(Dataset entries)

§

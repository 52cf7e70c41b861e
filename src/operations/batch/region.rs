use tracing::debug;

use crate::math::polygon_2d::{all_points_inside, dedup_ring, orient, signed_area, Winding};
use crate::math::Point2;
use crate::operations::boolean::{boolean_execute, BooleanOp, TraceParams};
use crate::operations::query::regions_overlap;

/// A filled area: one outer ring minus the holes inside it.
///
/// Outer rings are counter-clockwise and holes clockwise.
#[derive(Debug, Clone)]
pub struct Region {
    pub outer: Vec<Point2>,
    pub holes: Vec<Vec<Point2>>,
}

impl Region {
    fn solid(outer: Vec<Point2>) -> Self {
        Self {
            outer: orient(&outer, Winding::CounterClockwise),
            holes: Vec::new(),
        }
    }
}

/// Groups a set of rings into regions by nesting depth.
///
/// A ring enclosed by an odd number of larger rings is a hole of the
/// smallest ring enclosing it; any other ring starts a region of its own, so
/// an island inside a hole is filled again. The winding of the input rings
/// is ignored.
pub fn regions_of(rings: &[Vec<Point2>]) -> Vec<Region> {
    let rings: Vec<Vec<Point2>> = rings
        .iter()
        .map(|ring| dedup_ring(ring))
        .filter(|ring| ring.len() >= 3)
        .collect();
    let areas: Vec<f64> = rings.iter().map(|ring| signed_area(ring).abs()).collect();
    let encloses = |outer: usize, inner: usize| {
        outer != inner && areas[inner] < areas[outer] && all_points_inside(&rings[inner], &rings[outer])
    };
    let enclosing: Vec<Vec<usize>> = (0..rings.len())
        .map(|i| (0..rings.len()).filter(|&j| encloses(j, i)).collect())
        .collect();

    let mut regions = Vec::new();
    let mut region_of = vec![None; rings.len()];
    for (i, ring) in rings.iter().enumerate() {
        if enclosing[i].len() % 2 == 0 {
            region_of[i] = Some(regions.len());
            regions.push(Region::solid(ring.clone()));
        }
    }
    for (i, ring) in rings.iter().enumerate() {
        if enclosing[i].len() % 2 == 0 {
            continue;
        }
        let parent = enclosing[i]
            .iter()
            .copied()
            .min_by(|&x, &y| areas[x].total_cmp(&areas[y]))
            .and_then(|j| region_of[j]);
        if let Some(r) = parent {
            regions[r].holes.push(orient(ring, Winding::Clockwise));
        }
    }
    regions
}

/// Flattens regions back into rings, each outer ring followed by its holes.
pub fn rings_of(regions: Vec<Region>) -> Vec<Vec<Point2>> {
    regions
        .into_iter()
        .flat_map(|region| std::iter::once(region.outer).chain(region.holes))
        .collect()
}

/// Removes the area of a simple ring from a region.
///
/// Holes the cutter overlaps are merged into it first, so the result never
/// carries two overlapping holes. Material the merged outline encloses
/// without covering comes back as separate islands.
pub fn cut(region: Region, cutter: &[Point2], params: &TraceParams) -> Vec<Region> {
    if !regions_overlap(&region.outer, cutter) {
        return vec![region];
    }

    let Absorbed {
        cutter,
        islands,
        untouched,
    } = absorb_holes(cutter, region.holes, params);

    let mut result = regions_of(&boolean_execute(
        &region.outer,
        &cutter,
        BooleanOp::Subtract,
        params,
    ));
    for island in islands {
        let kept = boolean_execute(&island, &region.outer, BooleanOp::Intersect, params);
        result.extend(kept.into_iter().map(Region::solid));
    }
    assign_holes(&mut result, untouched);
    result
}

/// Intersects a region with a simple ring.
pub fn clip(region: &Region, ring: &[Point2], params: &TraceParams) -> Vec<Region> {
    if !regions_overlap(&region.outer, ring) {
        return Vec::new();
    }
    let mut parts = regions_of(&boolean_execute(
        &region.outer,
        ring,
        BooleanOp::Intersect,
        params,
    ));
    for hole in &region.holes {
        parts = parts
            .into_iter()
            .flat_map(|part| cut(part, hole, params))
            .collect();
    }
    parts
}

/// Unions two overlapping regions.
///
/// The outer rings are merged and every hole of either region that the
/// other does not fill completely is cut from the merged outline; the parts
/// of each region lying in the other's remaining holes are then added back.
pub fn merge(first: &Region, second: &Region, params: &TraceParams) -> Vec<Region> {
    let open_first: Vec<&Vec<Point2>> = first
        .holes
        .iter()
        .filter(|hole| !fills(second, hole, params))
        .collect();
    let open_second: Vec<&Vec<Point2>> = second
        .holes
        .iter()
        .filter(|hole| !fills(first, hole, params))
        .collect();

    let mut merged = regions_of(&boolean_execute(
        &first.outer,
        &second.outer,
        BooleanOp::Union,
        params,
    ));
    for hole in open_first.iter().chain(&open_second) {
        merged = merged
            .into_iter()
            .flat_map(|region| cut(region, hole, params))
            .collect();
    }
    for hole in open_second {
        merged.extend(clip(first, hole, params));
    }
    for hole in open_first {
        merged.extend(clip(second, hole, params));
    }
    merged
}

/// Returns `true` if `region` covers the whole of `ring`.
fn fills(region: &Region, ring: &[Point2], params: &TraceParams) -> bool {
    boolean_execute(ring, &region.outer, BooleanOp::Subtract, params).is_empty()
        && !region.holes.iter().any(|hole| regions_overlap(ring, hole))
}

struct Absorbed {
    cutter: Vec<Point2>,
    islands: Vec<Vec<Point2>>,
    untouched: Vec<Vec<Point2>>,
}

/// Grows the cutter by every hole it overlaps, directly or through another
/// absorbed hole.
fn absorb_holes(cutter: &[Point2], holes: Vec<Vec<Point2>>, params: &TraceParams) -> Absorbed {
    let mut cutter = orient(cutter, Winding::CounterClockwise);
    let mut islands = Vec::new();
    let mut untouched = Vec::new();
    let mut pending = holes;

    while let Some(pos) = pending.iter().position(|hole| regions_overlap(&cutter, hole)) {
        let hole = pending.swap_remove(pos);
        let mut merged = regions_of(&boolean_execute(&cutter, &hole, BooleanOp::Union, params));
        if merged.len() != 1 {
            // Touching at a point only: the hole stays a hole of its own.
            untouched.push(hole);
            continue;
        }
        if let Some(outline) = merged.pop() {
            cutter = outline.outer;
            islands.extend(outline.holes);
        }
    }

    untouched.extend(pending);
    Absorbed {
        cutter,
        islands,
        untouched,
    }
}

/// Hands each hole to the smallest region whose outer ring encloses it.
fn assign_holes(regions: &mut [Region], holes: Vec<Vec<Point2>>) {
    for hole in holes {
        let owner = regions
            .iter_mut()
            .filter(|region| all_points_inside(&hole, &region.outer))
            .min_by(|x, y| signed_area(&x.outer).abs().total_cmp(&signed_area(&y.outer).abs()));
        match owner {
            Some(region) => region.holes.push(orient(&hole, Winding::Clockwise)),
            None => debug!(points = hole.len(), "hole left without an enclosing region"),
        }
    }
}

§

Each entry above is to be printed again exactly.

repository 52cf7e70c41b861e
filename src/operations/batch/region.rs
use tracing::debug;

use crate::math::polygon_2d::{all_points_inside, dedup_ring, orient, signed_area, Winding};
use crate::math::Point2;
use crate::operations::boolean::{boolean_execute, BooleanOp, TraceParams};
use crate::operations::query::regions_overlap;

/// A filled area: one outer ring minus the holes inside it.
///
/// Outer rings are counter-clockwise and holes clockwise.
#[derive(Debug, Clone)]
pub struct Region {
    pub outer: Vec<Point2>,
    pub holes: Vec<Vec<Point2>>,
}

impl Region {
    fn solid(outer: Vec<Point2>) -> Self {
        Self {
            outer: orient(&outer, Winding::CounterClockwise),
            holes: Vec::new(),
        }
    }
}

/// Groups a set of rings into regions by nesting depth.
///
/// A ring enclosed by an odd number of larger rings is a hole of the
/// smallest ring enclosing it; any other ring starts a region of its own, so
/// an island inside a hole is filled again. The winding of the input rings
/// is ignored.
pub fn regions_of(rings: &[Vec<Point2>]) -> Vec<Region> {
    let rings: Vec<Vec<Point2>> = rings
        .iter()
        .map(|ring| dedup_ring(ring))
        .filter(|ring| ring.len() >= 3)
        .collect();
    let areas: Vec<f64> = rings.iter().map(|ring| signed_area(ring).abs()).collect();
    let encloses = |outer: usize, inner: usize| {
        outer != inner && areas[inner] < areas[outer] && all_points_inside(&rings[inner], &rings[outer])
    };
    let enclosing: Vec<Vec<usize>> = (0..rings.len())
        .map(|i| (0..rings.len()).filter(|&j| encloses(j, i)).collect())
        .collect();

    let mut regions = Vec::new();
    let mut region_of = vec![None; rings.len()];
    for (i, ring) in rings.iter().enumerate() {
        if enclosing[i].len() % 2 == 0 {
            region_of[i] = Some(regions.len());
            regions.push(Region::solid(ring.clone()));
        }
    }
    for (i, ring) in rings.iter().enumerate() {
        if enclosing[i].len() % 2 == 0 {
            continue;
        }
        let parent = enclosing[i]
            .iter()
            .copied()
            .min_by(|&x, &y| areas[x].total_cmp(&areas[y]))
            .and_then(|j| region_of[j]);
        if let Some(r) = parent {
            regions[r].holes.push(orient(ring, Winding::Clockwise));
        }
    }
    regions
}

/// Flattens regions back into rings, each outer ring followed by its holes.
pub fn rings_of(regions: Vec<Region>) -> Vec<Vec<Point2>> {
    regions
        .into_iter()
        .flat_map(|region| std::iter::once(region.outer).chain(region.holes))
        .collect()
}

/// Removes the area of a simple ring from a region.
///
/// Holes the cutter overlaps are merged into it first, so the result never
/// carries two overlapping holes. Material the merged outline encloses
/// without covering comes back as separate islands.
pub fn cut(region: Region, cutter: &[Point2], params: &TraceParams) -> Vec<Region> {
    if !regions_overlap(&region.outer, cutter) {
        return vec![region];
    }

    let Absorbed {
        cutter,
        islands,
        untouched,
    } = absorb_holes(cutter, region.holes, params);

    let mut result = regions_of(&boolean_execute(
        &region.outer,
        &cutter,
        BooleanOp::Subtract,
        params,
    ));
    for island in islands {
        let kept = boolean_execute(&island, &region.outer, BooleanOp::Intersect, params);
        result.extend(kept.into_iter().map(Region::solid));
    }
    assign_holes(&mut result, untouched);
    result
}

/// Intersects a region with a simple ring.
pub fn clip(region: &Region, ring: &[Point2], params: &TraceParams) -> Vec<Region> {
    if !regions_overlap(&region.outer, ring) {
        return Vec::new();
    }
    let mut parts = regions_of(&boolean_execute(
        &region.outer,
        ring,
        BooleanOp::Intersect,
        params,
    ));
    for hole in &region.holes {
        parts = parts
            .into_iter()
            .flat_map(|part| cut(part, hole, params))
            .collect();
    }
    parts
}

/// Unions two overlapping regions.
///
/// The outer rings are merged and every hole of either region that the
/// other does not fill completely is cut from the merged outline; the parts
/// of each region lying in the other's remaining holes are then added back.
pub fn merge(first: &Region, second: &Region, params: &TraceParams) -> Vec<Region> {
    let open_first: Vec<&Vec<Point2>> = first
        .holes
        .iter()
        .filter(|hole| !fills(second, hole, params))
        .collect();
    let open_second: Vec<&Vec<Point2>> = second
        .holes
        .iter()
        .filter(|hole| !fills(first, hole, params))
        .collect();

    let mut merged = regions_of(&boolean_execute(
        &first.outer,
        &second.outer,
        BooleanOp::Union,
        params,
    ));
    for hole in open_first.iter().chain(&open_second) {
        merged = merged
            .into_iter()
            .flat_map(|region| cut(region, hole, params))
            .collect();
    }
    for hole in open_second {
        merged.extend(clip(first, hole, params));
    }
    for hole in open_first {
        merged.extend(clip(second, hole, params));
    }
    merged
}

/// Returns `true` if `region` covers the whole of `ring`.
fn fills(region: &Region, ring: &[Point2], params: &TraceParams) -> bool {
    boolean_execute(ring, &region.outer, BooleanOp::Subtract, params).is_empty()
        && !region.holes.iter().any(|hole| regions_overlap(ring, hole))
}

struct Absorbed {
    cutter: Vec<Point2>,
    islands: Vec<Vec<Point2>>,
    untouched: Vec<Vec<Point2>>,
}

/// Grows the cutter by every hole it overlaps, directly or through another
/// absorbed hole.
fn absorb_holes(cutter: &[Point2], holes: Vec<Vec<Point2>>, params: &TraceParams) -> Absorbed {
    let mut cutter = orient(cutter, Winding::CounterClockwise);
    let mut islands = Vec::new();
    let mut untouched = Vec::new();
    let mut pending = holes;

    while let Some(pos) = pending.iter().position(|hole| regions_overlap(&cutter, hole)) {
        let hole = pending.swap_remove(pos);
        let mut merged = regions_of(&boolean_execute(&cutter, &hole, BooleanOp::Union, params));
        if merged.len() != 1 {
            // Touching at a point only: the hole stays a hole of its own.
            untouched.push(hole);
            continue;
        }
        if let Some(outline) = merged.pop() {
            cutter = outline.outer;
            islands.extend(outline.holes);
        }
    }

    untouched.extend(pending);
    Absorbed {
        cutter,
        islands,
        untouched,
    }
}

/// Hands each hole to the smallest region whose outer ring encloses it.
fn assign_holes(regions: &mut [Region], holes: Vec<Vec<Point2>>) {
    for hole in holes {
        let owner = regions
            .iter_mut()
            .filter(|region| all_points_inside(&hole, &region.outer))
            .min_by(|x, y| signed_area(&x.outer).abs().total_cmp(&signed_area(&y.outer).abs()));
        match owner {
            Some(region) => region.holes.push(orient(&hole, Winding::Clockwise)),
            None => debug!(points = hole.len(), "hole left without an enclosing region"),
        }
    }
}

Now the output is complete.